С этими словами она покинула гостиную.
— Ты не посмеешь уйти! — вопила Николь. — Не позволяйте ей так просто уйти. Она убила Северина!
— Успокойся, дитя мое, — проворчал отец Николь. — Успокойся. Фрау Кандель присоединилась к нам только в Хайнигендамме. Фальк ведь сказал, что она не имеет отношения к этому.
— Кроме того, — заметил Фальк, — метамфетаминами нельзя убить преднамеренно. Жасмин ведь не могла рассчитывать на то, что… — Из-за картины, все еще стоявшей перед его глазами, ему не удавалось подобрать нужные слова. — Если бы Жасмин и собиралась сделать что-то подобное, то прибегла бы к другим методам.
— Что ты имеешь в виду? — не утихала Николь. — Фальк, может, ты тоже об этом подумывал? Ты что, с ней заодно? Лишить меня мужа и обеспечить себе хорошенькое наследство! Кому теперь достанутся все дома Северина в Берлине?
Ты уже не один раз пытался убрать Северина. Забыл, что было в это воскресенье на яхте? А что ты скажешь о той вечеринке на пляже двенадцать лет назад?
— Николь! — не выдержав, закричала Адельтрауд. — Прекрати сейчас же! Хватит!
Понтер Розеншток вытащил изо рта сигару и положил ее в пепельницу.
— Фальк, о какой истории идет речь? Я требую объяснений.

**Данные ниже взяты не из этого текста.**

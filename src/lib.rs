// Copyright 2025 The Shelf Authors.
//
// Licensed under the Apache License, Version 2.0 (the "License");
// you may not use this file except in compliance with the License.
// You may obtain a copy of the License at
//
//     http://www.apache.org/licenses/LICENSE-2.0
//
// Unless required by applicable law or agreed to in writing, software
// distributed under the License is distributed on an "AS IS" BASIS,
// WITHOUT WARRANTIES OR CONDITIONS OF ANY KIND, either express or implied.
// See the License for the specific language governing permissions and
// limitations under the License.

pub mod api;
pub mod collection;
pub mod config;
pub mod registry;
pub mod schema;
pub mod server;
pub mod store;
pub mod uploads;

// Main exports for library users
pub use collection::{CollectionError, CollectionManager};
pub use config::{load_config_file, save_config_file, ShelfServerConfig};
pub use registry::CollectionRegistry;
pub use schema::{Record, Schema, SchemaKind};
pub use server::ShelfServer;
pub use store::{CollectionStore, JsonFileStore, MemoryStore, StoreError};
pub use uploads::AttachmentStore;
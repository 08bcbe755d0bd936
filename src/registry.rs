// Copyright 2025 The Shelf Authors.
//
// Licensed under the Apache License, Version 2.0 (the "License");
// you may not use this file except in compliance with the License.
// You may obtain a copy of the License at
//
//     http://www.apache.org/licenses/LICENSE-2.0
//
// Unless required by applicable law or agreed to in writing, software
// distributed under the License is distributed on an "AS IS" BASIS,
// WITHOUT WARRANTIES OR CONDITIONS OF ANY KIND, either express or implied.
// See the License for the specific language governing permissions and
// limitations under the License.

//! Registry of collection managers.
//!
//! The registry maps collection names to their managers and is the one shared
//! handle request handlers receive (via axum `Extension`). The set of
//! collections is fixed at startup; insertion order is preserved so listings
//! match the configuration file.

use std::sync::Arc;

use indexmap::IndexMap;

use crate::collection::CollectionManager;

#[derive(Clone, Default)]
pub struct CollectionRegistry {
    managers: Arc<IndexMap<String, Arc<CollectionManager>>>,
}

impl CollectionRegistry {
    pub fn from_map(managers: IndexMap<String, Arc<CollectionManager>>) -> Self {
        Self {
            managers: Arc::new(managers),
        }
    }

    pub fn get(&self, name: &str) -> Option<Arc<CollectionManager>> {
        self.managers.get(name).cloned()
    }

    /// All managers in configuration order.
    pub fn list(&self) -> Vec<(String, Arc<CollectionManager>)> {
        self.managers
            .iter()
            .map(|(name, manager)| (name.clone(), manager.clone()))
            .collect()
    }

    pub fn is_empty(&self) -> bool {
        self.managers.is_empty()
    }
}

— Отец, я не знаю, смогу ли рассказать все, как оно есть. Главное, чтобы ты верил мне.
— Фальк, — дрожащим голосом произнесла Адельтрауд, — пожалуйста, не молчи! Говори все, не надо ничего скрывать. Мы верим тебе. О Боже, Северин мертв, а мы сидим тут и не понимаем этого. — На ее глазах выступили слезы. Она вытерла их платком и умоляюще посмотрела на сына.

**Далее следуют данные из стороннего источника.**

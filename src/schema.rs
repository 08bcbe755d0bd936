// Copyright 2025 The Shelf Authors.
//
// Licensed under the Apache License, Version 2.0 (the "License");
// you may not use this file except in compliance with the License.
// You may obtain a copy of the License at
//
//     http://www.apache.org/licenses/LICENSE-2.0
//
// Unless required by applicable law or agreed to in writing, software
// distributed under the License is distributed on an "AS IS" BASIS,
// WITHOUT WARRANTIES OR CONDITIONS OF ANY KIND, either express or implied.
// See the License for the specific language governing permissions and
// limitations under the License.

//! Statically declared record schemas.
//!
//! A [`Schema`] names the fields a collection accepts, which of them are
//! required on creation, which must be unique across the collection, and how
//! record identities are generated. Untrusted request bodies never reach a
//! store directly: they are projected onto the schema's field whitelist first,
//! so client-supplied `id` values and unexpected fields are dropped.

use serde::{Deserialize, Serialize};
use serde_json::{Map, Value};

/// One entity instance as a field-name to scalar-value mapping.
pub type Record = Map<String, Value>;

/// Reserved record key holding the stored filename of a photo attachment.
/// Not part of any field whitelist, so clients can never set it directly.
pub const ATTACHMENT_FIELD: &str = "photo_filename";

/// Scalar type accepted for a field.
#[derive(Debug, Clone, Copy, PartialEq, Eq)]
pub enum FieldKind {
    Text,
    Number,
}

/// Syntactic format constraint checked on creation.
#[derive(Debug, Clone, Copy, PartialEq, Eq)]
pub enum FieldFormat {
    Email,
}

/// Declaration of a single record field.
#[derive(Debug, Clone)]
pub struct FieldSpec {
    pub name: &'static str,
    pub kind: FieldKind,
    /// Must be present and non-null on creation.
    pub required: bool,
    /// No two records in a collection may share a value for this field.
    pub unique: bool,
    pub format: Option<FieldFormat>,
}

impl FieldSpec {
    const fn text(name: &'static str) -> Self {
        Self {
            name,
            kind: FieldKind::Text,
            required: false,
            unique: false,
            format: None,
        }
    }

    const fn number(name: &'static str) -> Self {
        Self {
            name,
            kind: FieldKind::Number,
            required: false,
            unique: false,
            format: None,
        }
    }

    const fn required(mut self) -> Self {
        self.required = true;
        self
    }

    const fn unique(mut self) -> Self {
        self.unique = true;
        self
    }

    const fn email(mut self) -> Self {
        self.format = Some(FieldFormat::Email);
        self
    }
}

/// How record identities are generated.
#[derive(Debug, Clone, Copy, PartialEq, Eq)]
pub enum IdKind {
    /// Monotonically increasing integer, `1 + max(existing ids)`, never reused.
    Serial,
    /// Random 128-bit opaque token (UUID v4).
    Uuid,
}

/// Static description of one collection's record shape.
#[derive(Debug, Clone)]
pub struct Schema {
    /// Singular noun used in messages and text rendering ("customer").
    pub entity: &'static str,
    pub id_kind: IdKind,
    pub fields: Vec<FieldSpec>,
    /// Whether records may own a side-stored photo attachment.
    pub attachments: bool,
}

/// Builtin schema selector, referenced by name from the server configuration.
#[derive(Debug, Clone, Copy, PartialEq, Eq, Serialize, Deserialize)]
#[serde(rename_all = "camelCase")]
pub enum SchemaKind {
    Customers,
    Employees,
    Books,
    Products,
}

impl SchemaKind {
    /// Resolve the selector to its compiled-in schema.
    pub fn schema(self) -> Schema {
        match self {
            SchemaKind::Customers => Schema {
                entity: "customer",
                id_kind: IdKind::Uuid,
                fields: vec![
                    FieldSpec::text("name").required(),
                    FieldSpec::text("gender"),
                    FieldSpec::text("email").required().unique().email(),
                    FieldSpec::text("phone").required().unique(),
                    FieldSpec::text("address"),
                    FieldSpec::text("city"),
                    FieldSpec::text("country"),
                ],
                attachments: true,
            },
            SchemaKind::Employees => Schema {
                entity: "employee",
                id_kind: IdKind::Serial,
                fields: vec![
                    FieldSpec::text("name").required(),
                    FieldSpec::text("department"),
                    FieldSpec::number("salary").required(),
                    FieldSpec::text("job_title"),
                ],
                attachments: false,
            },
            SchemaKind::Books => Schema {
                entity: "book",
                id_kind: IdKind::Serial,
                fields: vec![
                    FieldSpec::text("title").required(),
                    FieldSpec::text("author"),
                    FieldSpec::text("publisher"),
                    FieldSpec::number("price"),
                ],
                attachments: false,
            },
            SchemaKind::Products => Schema {
                entity: "product",
                id_kind: IdKind::Serial,
                fields: vec![
                    FieldSpec::text("name").required(),
                    FieldSpec::number("price").required(),
                    FieldSpec::text("category"),
                ],
                attachments: false,
            },
        }
    }
}

impl Schema {
    pub fn field(&self, name: &str) -> Option<&FieldSpec> {
        self.fields.iter().find(|f| f.name == name)
    }

    /// Required fields absent or null in `body`, in declaration order.
    pub fn missing_required(&self, body: &Record) -> Vec<&'static str> {
        self.fields
            .iter()
            .filter(|f| f.required)
            .filter(|f| body.get(f.name).map_or(true, Value::is_null))
            .map(|f| f.name)
            .collect()
    }

    /// Project `body` onto the declared field whitelist.
    ///
    /// Every declared field appears in the result; fields absent from `body`
    /// come out as null. Undeclared fields (including `id`) are dropped.
    pub fn project(&self, body: &Record) -> Record {
        let mut record = Record::new();
        for field in &self.fields {
            let value = body.get(field.name).cloned().unwrap_or(Value::Null);
            record.insert(field.name.to_string(), value);
        }
        record
    }

    /// Check declared kinds and formats for every non-null field in `body`.
    ///
    /// Returns the first offending field with a human-readable reason.
    pub fn check_formats(&self, body: &Record) -> Result<(), (String, String)> {
        for field in &self.fields {
            let value = match body.get(field.name) {
                Some(v) if !v.is_null() => v,
                _ => continue,
            };
            match field.kind {
                FieldKind::Text if !value.is_string() => {
                    return Err((field.name.to_string(), "must be a string".to_string()));
                }
                FieldKind::Number if !value.is_number() => {
                    return Err((field.name.to_string(), "must be a number".to_string()));
                }
                _ => {}
            }
            if let (Some(FieldFormat::Email), Some(s)) = (field.format, value.as_str()) {
                if let Err(reason) = validate_email(s) {
                    return Err((field.name.to_string(), reason.to_string()));
                }
            }
        }
        Ok(())
    }

    /// Parse a path segment into an id value of this schema's identity kind.
    ///
    /// Returns `None` when the segment cannot be an id of this collection,
    /// which callers treat as "not found" (the id space is not dense).
    pub fn parse_id(&self, raw: &str) -> Option<Value> {
        match self.id_kind {
            IdKind::Serial => raw.parse::<i64>().ok().map(Value::from),
            IdKind::Uuid => {
                if raw.is_empty() {
                    None
                } else {
                    Some(Value::String(raw.to_string()))
                }
            }
        }
    }

    /// Generate a fresh identity. `next_serial` is the collection's counter
    /// value and is only consulted for [`IdKind::Serial`] schemas.
    pub fn generate_id(&self, next_serial: i64) -> Value {
        match self.id_kind {
            IdKind::Serial => Value::from(next_serial),
            IdKind::Uuid => Value::String(uuid::Uuid::new_v4().to_string()),
        }
    }

    /// Render a record as a single text line, `Entity(field=value, ...)`,
    /// with fields in declaration order and the id first.
    pub fn render_text(&self, record: &Record) -> String {
        let mut parts = Vec::with_capacity(self.fields.len() + 1);
        let id = record.get("id").cloned().unwrap_or(Value::Null);
        parts.push(format!("id={}", scalar_to_text(&id)));
        for field in &self.fields {
            let value = record.get(field.name).cloned().unwrap_or(Value::Null);
            parts.push(format!("{}={}", field.name, scalar_to_text(&value)));
        }
        let entity = capitalize(self.entity);
        format!("{}({})", entity, parts.join(", "))
    }
}

fn scalar_to_text(value: &Value) -> String {
    match value {
        Value::String(s) => s.clone(),
        Value::Null => "null".to_string(),
        other => other.to_string(),
    }
}

fn capitalize(word: &str) -> String {
    let mut chars = word.chars();
    match chars.next() {
        Some(first) => first.to_uppercase().collect::<String>() + chars.as_str(),
        None => String::new(),
    }
}

/// Syntactic email validation.
///
/// Covers the checks the API relies on (single `@`, non-empty local part,
/// dotted domain, no whitespace). Deliverability is a network concern and is
/// not checked here.
pub fn validate_email(address: &str) -> Result<(), &'static str> {
    if address.chars().any(char::is_whitespace) {
        return Err("email address must not contain whitespace");
    }
    let mut parts = address.splitn(2, '@');
    let local = parts.next().unwrap_or_default();
    let domain = match parts.next() {
        Some(d) => d,
        None => return Err("email address must contain an @-sign"),
    };
    if local.is_empty() {
        return Err("email address has an empty local part");
    }
    if domain.contains('@') {
        return Err("email address must contain exactly one @-sign");
    }
    if domain.is_empty() || !domain.contains('.') {
        return Err("email address domain is not valid");
    }
    if domain.starts_with('.') || domain.ends_with('.') || domain.contains("..") {
        return Err("email address domain is not valid");
    }
    Ok(())
}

У Фалька запершило в горле, он глубоко вздохнул и, чувствуя легкое покалывание в кончиках пальцев, решительно произнес:
— Хорошо, я расскажу. Дело было в мае, двенадцать лет назад. Лаура призналась нам, что беременна, и поставила нереальные условия. Она требовала денег на аборт, возмещение морального ущерба и деньги за молчание. Именно поэтому мы решили устроить вечеринку на пляже, чтобы… проучить ее. Ахим должен был переспать с ней, чтобы мы потом сказали, что Лаура спит со многими, а значит, ребенок может быть от кого угодно.
— Для этого существует тест на определение отцовства, — сухо вставила тетушка Адель.
— Этим же вечером Лаура поняла, что выгоднее получать деньги на протяжении двадцати лет, чем взять их один раз, — ответил Фальк. — Но главное не в этом. В тот вечер кто-то привез из Ростока очень сильные наркотики. Я не смог удержать Северина, и он принял сразу две таблетки. Через два часа он потерял сознание: ему было так плохо, что он чуть не умер.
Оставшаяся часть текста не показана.